◆ What you should do ◆
What is needed is an exact copy of every record.

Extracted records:

Segment Open

//! Hierarchy pass composing local transforms into world transforms

use super::components::{IdComponent, MeshRenderer, SkinnedMesh, Transform};
use super::world::World;
use crate::core::uuid::Uuid;
use glam::{Mat4, Vec3};
use hecs::Entity;
use std::collections::{HashMap, HashSet};
use tracing::{error, trace};

/// Recompute world transforms for every entity reachable from a root.
///
/// Traversal is a depth-first walk starting at each entity whose parent is
/// `NIL`; a parent is always finished before any of its children. Returns the
/// number of entities visited.
pub fn update_transforms(world: &mut World, entities: &HashMap<Uuid, Entity>) -> usize {
    let roots: Vec<Entity> = world
        .query::<&IdComponent>()
        .iter()
        .filter(|(_, id)| id.is_root())
        .map(|(entity, _)| entity)
        .collect();

    let mut visited = HashSet::with_capacity(entities.len());
    for root in roots {
        propagate(world, entities, root, Mat4::IDENTITY, &mut visited);
    }

    trace!(processed_count = visited.len(), "Hierarchy update completed");
    visited.len()
}

fn propagate(
    world: &mut World,
    entities: &HashMap<Uuid, Entity>,
    entity: Entity,
    parent_world: Mat4,
    visited: &mut HashSet<Entity>,
) {
    if !visited.insert(entity) {
        error!(entity = ?entity, "Cyclic parent-child relationship detected");
        return;
    }

    let world_matrix = match world.get_mut::<Transform>(entity) {
        Ok(mut transform) => {
            let world_matrix = parent_world * transform.local_matrix();
            transform.set_world_matrix(world_matrix);
            transform.dirty = false;
            world_matrix
        }
        Err(_) => parent_world,
    };

    update_mesh_buffer(world, entities, entity, world_matrix);

    let children = match world.get::<IdComponent>(entity) {
        Ok(id) => id.children.clone(),
        Err(_) => return,
    };

    for child_uuid in children {
        match entities.get(&child_uuid) {
            Some(&child) => propagate(world, entities, child, world_matrix, visited),
            None => error!(
                entity = ?entity,
                child = %child_uuid,
                "Child UUID has no live entity"
            ),
        }
    }
}

fn update_mesh_buffer(
    world: &mut World,
    entities: &HashMap<Uuid, Entity>,
    entity: Entity,
    world_matrix: Mat4,
) {
    let root = match world.get::<MeshRenderer>(entity) {
        Ok(renderer) => renderer.root,
        Err(_) => return,
    };

    let pose = if root.is_nil() {
        None
    } else {
        entities
            .get(&root)
            .and_then(|&skeleton| world.get::<SkinnedMesh>(skeleton).ok())
            .map(|skinned| skinned.pose.clone())
    };

    if let Ok(mut renderer) = world.get_mut::<MeshRenderer>(entity) {
        renderer.buffer.set_transformation(world_matrix);
        if let Some(pose) = pose {
            renderer.buffer.set_bone_transforms(&pose);
        }
    }
}

/// Whether `source` is `target` itself or one of its ancestors
pub fn is_ancestor(
    world: &World,
    entities: &HashMap<Uuid, Entity>,
    target: Entity,
    source: Entity,
) -> bool {
    if target == source {
        return true;
    }

    let source_uuid = match world.get::<IdComponent>(source) {
        Ok(id) => id.uuid,
        Err(_) => return false,
    };

    let mut current = target;
    // Bounded by the entity count so a corrupted graph cannot loop forever
    for _ in 0..=entities.len() {
        let parent = match world.get::<IdComponent>(current) {
            Ok(id) => id.parent,
            Err(_) => return false,
        };
        if parent.is_nil() {
            return false;
        }
        if parent == source_uuid {
            return true;
        }
        current = match entities.get(&parent) {
            Some(&entity) => entity,
            None => return false,
        };
    }

    error!(target = ?target, "Ancestor chain exceeds entity count");
    true
}

/// World-space translation of an entity, or zero if it has no transform
pub fn world_translation(world: &World, entity: Entity) -> Vec3 {
    world
        .get::<Transform>(entity)
        .map(|transform| transform.translation)
        .unwrap_or(Vec3::ZERO)
}

#[cfg(test)]
mod tests {
    use super::*;
    use crate::core::entity::components::EntityType;
    use glam::Quat;

    fn spawn(
        world: &mut World,
        entities: &mut HashMap<Uuid, Entity>,
        parent: Option<Entity>,
        transform: Transform,
    ) -> Entity {
        let uuid = Uuid::new();
        let mut id = IdComponent::new("node", uuid, EntityType::Node);
        if let Some(parent) = parent {
            let mut parent_id = world.get_mut::<IdComponent>(parent).unwrap();
            parent_id.children.push(uuid);
            id.parent = parent_id.uuid;
        }
        let entity = world.spawn((id, transform));
        entities.insert(uuid, entity);
        entity
    }

    #[test]
    fn test_basic_hierarchy() {
        let mut world = World::new();
        let mut entities = HashMap::new();

        let parent = spawn(&mut world, &mut entities, None, Transform::from_translation(Vec3::X));
        let child = spawn(
            &mut world,
            &mut entities,
            Some(parent),
            Transform::from_translation(Vec3::Y),
        );

        assert_eq!(update_transforms(&mut world, &entities), 2);

        assert_eq!(world_translation(&world, parent), Vec3::X);
        assert_eq!(world_translation(&world, child), Vec3::new(1.0, 1.0, 0.0));
        assert!(!world.get::<Transform>(child).unwrap().dirty);
    }

    #[test]
    fn test_rotation_and_scale_propagation() {
        let mut world = World::new();
        let mut entities = HashMap::new();

        let parent = spawn(
            &mut world,
            &mut entities,
            None,
            Transform::from_local(
                Vec3::ZERO,
                Quat::from_rotation_z(std::f32::consts::FRAC_PI_2),
                Vec3::splat(2.0),
            ),
        );
        let child = spawn(
            &mut world,
            &mut entities,
            Some(parent),
            Transform::from_translation(Vec3::X),
        );

        update_transforms(&mut world, &entities);

        let child_transform = world.get::<Transform>(child).unwrap();
        assert!(child_transform
            .translation
            .abs_diff_eq(Vec3::new(0.0, 2.0, 0.0), 1e-5));
        assert!(child_transform.scale.abs_diff_eq(Vec3::splat(2.0), 1e-5));
    }

    #[test]
    fn test_skinned_mesh_pose_copied_into_buffer() {
        let mut world = World::new();
        let mut entities = HashMap::new();

        let skeleton = spawn(&mut world, &mut entities, None, Transform::default());
        let skeleton_uuid = world.get::<IdComponent>(skeleton).unwrap().uuid;
        world
            .insert_one(
                skeleton,
                SkinnedMesh {
                    pose: vec![Mat4::from_translation(Vec3::Y); 2],
                    ..Default::default()
                },
            )
            .unwrap();

        let mesh = spawn(
            &mut world,
            &mut entities,
            Some(skeleton),
            Transform::from_translation(Vec3::Z),
        );
        world
            .insert_one(
                mesh,
                MeshRenderer {
                    root: skeleton_uuid,
                    ..Default::default()
                },
            )
            .unwrap();

        update_transforms(&mut world, &entities);

        let renderer = world.get::<MeshRenderer>(mesh).unwrap();
        assert_eq!(renderer.buffer.transformation, Mat4::from_translation(Vec3::Z));
        assert_eq!(renderer.buffer.bone_transforms[1], Mat4::from_translation(Vec3::Y));
        assert_eq!(renderer.buffer.bone_transforms[2], Mat4::IDENTITY);
    }

    #[test]
    fn test_is_ancestor() {
        let mut world = World::new();
        let mut entities = HashMap::new();

        let root = spawn(&mut world, &mut entities, None, Transform::default());
        let child = spawn(&mut world, &mut entities, Some(root), Transform::default());
        let grandchild = spawn(&mut world, &mut entities, Some(child), Transform::default());
        let other = spawn(&mut world, &mut entities, None, Transform::default());

        assert!(is_ancestor(&world, &entities, grandchild, root));
        assert!(is_ancestor(&world, &entities, grandchild, grandchild));
        assert!(!is_ancestor(&world, &entities, root, grandchild));
        assert!(!is_ancestor(&world, &entities, other, root));
    }
}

Segment Closed

◆ Your response ◆
//! Hierarchy pass composing local transforms into world transforms

use super::components::{IdComponent, MeshRenderer, SkinnedMesh, Transform};
use super::world::World;
use crate::core::uuid::Uuid;
use glam::{Mat4, Vec3};
use hecs::Entity;
use std::collections::{HashMap, HashSet};
use tracing::{error, trace};

/// Recompute world transforms for every entity reachable from a root.
///
/// Traversal is a depth-first walk starting at each entity whose parent is
/// `NIL`; a parent is always finished before any of its children. Returns the
/// number of entities visited.
pub fn update_transforms(world: &mut World, entities: &HashMap<Uuid, Entity>) -> usize {
    let roots: Vec<Entity> = world
        .query::<&IdComponent>()
        .iter()
        .filter(|(_, id)| id.is_root())
        .map(|(entity, _)| entity)
        .collect();

    let mut visited = HashSet::with_capacity(entities.len());
    for root in roots {
        propagate(world, entities, root, Mat4::IDENTITY, &mut visited);
    }

    trace!(processed_count = visited.len(), "Hierarchy update completed");
    visited.len()
}

fn propagate(
    world: &mut World,
    entities: &HashMap<Uuid, Entity>,
    entity: Entity,
    parent_world: Mat4,
    visited: &mut HashSet<Entity>,
) {
    if !visited.insert(entity) {
        error!(entity = ?entity, "Cyclic parent-child relationship detected");
        return;
    }

    let world_matrix = match world.get_mut::<Transform>(entity) {
        Ok(mut transform) => {
            let world_matrix = parent_world * transform.local_matrix();
            transform.set_world_matrix(world_matrix);
            transform.dirty = false;
            world_matrix
        }
        Err(_) => parent_world,
    };

    update_mesh_buffer(world, entities, entity, world_matrix);

    let children = match world.get::<IdComponent>(entity) {
        Ok(id) => id.children.clone(),
        Err(_) => return,
    };

    for child_uuid in children {
        match entities.get(&child_uuid) {
            Some(&child) => propagate(world, entities, child, world_matrix, visited),
            None => error!(
                entity = ?entity,
                child = %child_uuid,
                "Child UUID has no live entity"
            ),
        }
    }
}

fn update_mesh_buffer(
    world: &mut World,
    entities: &HashMap<Uuid, Entity>,
    entity: Entity,
    world_matrix: Mat4,
) {
    let root = match world.get::<MeshRenderer>(entity) {
        Ok(renderer) => renderer.root,
        Err(_) => return,
    };

    let pose = if root.is_nil() {
        None
    } else {
        entities
            .get(&root)
            .and_then(|&skeleton| world.get::<SkinnedMesh>(skeleton).ok())
            .map(|skinned| skinned.pose.clone())
    };

    if let Ok(mut renderer) = world.get_mut::<MeshRenderer>(entity) {
        renderer.buffer.set_transformation(world_matrix);
        if let Some(pose) = pose {
            renderer.buffer.set_bone_transforms(&pose);
        }
    }
}

/// Whether `source` is `target` itself or one of its ancestors
pub fn is_ancestor(
    world: &World,
    entities: &HashMap<Uuid, Entity>,
    target: Entity,
    source: Entity,
) -> bool {
    if target == source {
        return true;
    }

    let source_uuid = match world.get::<IdComponent>(source) {
        Ok(id) => id.uuid,
        Err(_) => return false,
    };

    let mut current = target;
    // Bounded by the entity count so a corrupted graph cannot loop forever
    for _ in 0..=entities.len() {
        let parent = match world.get::<IdComponent>(current) {
            Ok(id) => id.parent,
            Err(_) => return false,
        };
        if parent.is_nil() {
            return false;
        }
        if parent == source_uuid {
            return true;
        }
        current = match entities.get(&parent) {
            Some(&entity) => entity,
            None => return false,
        };
    }

    error!(target = ?target, "Ancestor chain exceeds entity count");
    true
}

/// World-space translation of an entity, or zero if it has no transform
pub fn world_translation(world: &World, entity: Entity) -> Vec3 {
    world
        .get::<Transform>(entity)
        .map(|transform| transform.translation)
        .unwrap_or(Vec3::ZERO)
}

#[cfg(test)]
mod tests {
    use super::*;
    use crate::core::entity::components::EntityType;
    use glam::Quat;

    fn spawn(
        world: &mut World,
        entities: &mut HashMap<Uuid, Entity>,
        parent: Option<Entity>,
        transform: Transform,
    ) -> Entity {
        let uuid = Uuid::new();
        let mut id = IdComponent::new("node", uuid, EntityType::Node);
        if let Some(parent) = parent {
            let mut parent_id = world.get_mut::<IdComponent>(parent).unwrap();
            parent_id.children.push(uuid);
            id.parent = parent_id.uuid;
        }
        let entity = world.spawn((id, transform));
        entities.insert(uuid, entity);
        entity
    }

    #[test]
    fn test_basic_hierarchy() {
        let mut world = World::new();
        let mut entities = HashMap::new();

        let parent = spawn(&mut world, &mut entities, None, Transform::from_translation(Vec3::X));
        let child = spawn(
            &mut world,
            &mut entities,
            Some(parent),
            Transform::from_translation(Vec3::Y),
        );

        assert_eq!(update_transforms(&mut world, &entities), 2);

        assert_eq!(world_translation(&world, parent), Vec3::X);
        assert_eq!(world_translation(&world, child), Vec3::new(1.0, 1.0, 0.0));
        assert!(!world.get::<Transform>(child).unwrap().dirty);
    }

    #[test]
    fn test_rotation_and_scale_propagation() {
        let mut world = World::new();
        let mut entities = HashMap::new();

        let parent = spawn(
            &mut world,
            &mut entities,
            None,
            Transform::from_local(
                Vec3::ZERO,
                Quat::from_rotation_z(std::f32::consts::FRAC_PI_2),
                Vec3::splat(2.0),
            ),
        );
        let child = spawn(
            &mut world,
            &mut entities,
            Some(parent),
            Transform::from_translation(Vec3::X),
        );

        update_transforms(&mut world, &entities);

        let child_transform = world.get::<Transform>(child).unwrap();
        assert!(child_transform
            .translation
            .abs_diff_eq(Vec3::new(0.0, 2.0, 0.0), 1e-5));
        assert!(child_transform.scale.abs_diff_eq(Vec3::splat(2.0), 1e-5));
    }

    #[test]
    fn test_skinned_mesh_pose_copied_into_buffer() {
        let mut world = World::new();
        let mut entities = HashMap::new();

        let skeleton = spawn(&mut world, &mut entities, None, Transform::default());
        let skeleton_uuid = world.get::<IdComponent>(skeleton).unwrap().uuid;
        world
            .insert_one(
                skeleton,
                SkinnedMesh {
                    pose: vec![Mat4::from_translation(Vec3::Y); 2],
                    ..Default::default()
                },
            )
            .unwrap();

        let mesh = spawn(
            &mut world,
            &mut entities,
            Some(skeleton),
            Transform::from_translation(Vec3::Z),
        );
        world
            .insert_one(
                mesh,
                MeshRenderer {
                    root: skeleton_uuid,
                    ..Default::default()
                },
            )
            .unwrap();

        update_transforms(&mut world, &entities);

        let renderer = world.get::<MeshRenderer>(mesh).unwrap();
        assert_eq!(renderer.buffer.transformation, Mat4::from_translation(Vec3::Z));
        assert_eq!(renderer.buffer.bone_transforms[1], Mat4::from_translation(Vec3::Y));
        assert_eq!(renderer.buffer.bone_transforms[2], Mat4::IDENTITY);
    }

    #[test]
    fn test_is_ancestor() {
        let mut world = World::new();
        let mut entities = HashMap::new();

        let root = spawn(&mut world, &mut entities, None, Transform::default());
        let child = spawn(&mut world, &mut entities, Some(root), Transform::default());
        let grandchild = spawn(&mut world, &mut entities, Some(child), Transform::default());
        let other = spawn(&mut world, &mut entities, None, Transform::default());

        assert!(is_ancestor(&world, &entities, grandchild, root));
        assert!(is_ancestor(&world, &entities, grandchild, grandchild));
        assert!(!is_ancestor(&world, &entities, root, grandchild));
        assert!(!is_ancestor(&world, &entities, other, root));
    }
}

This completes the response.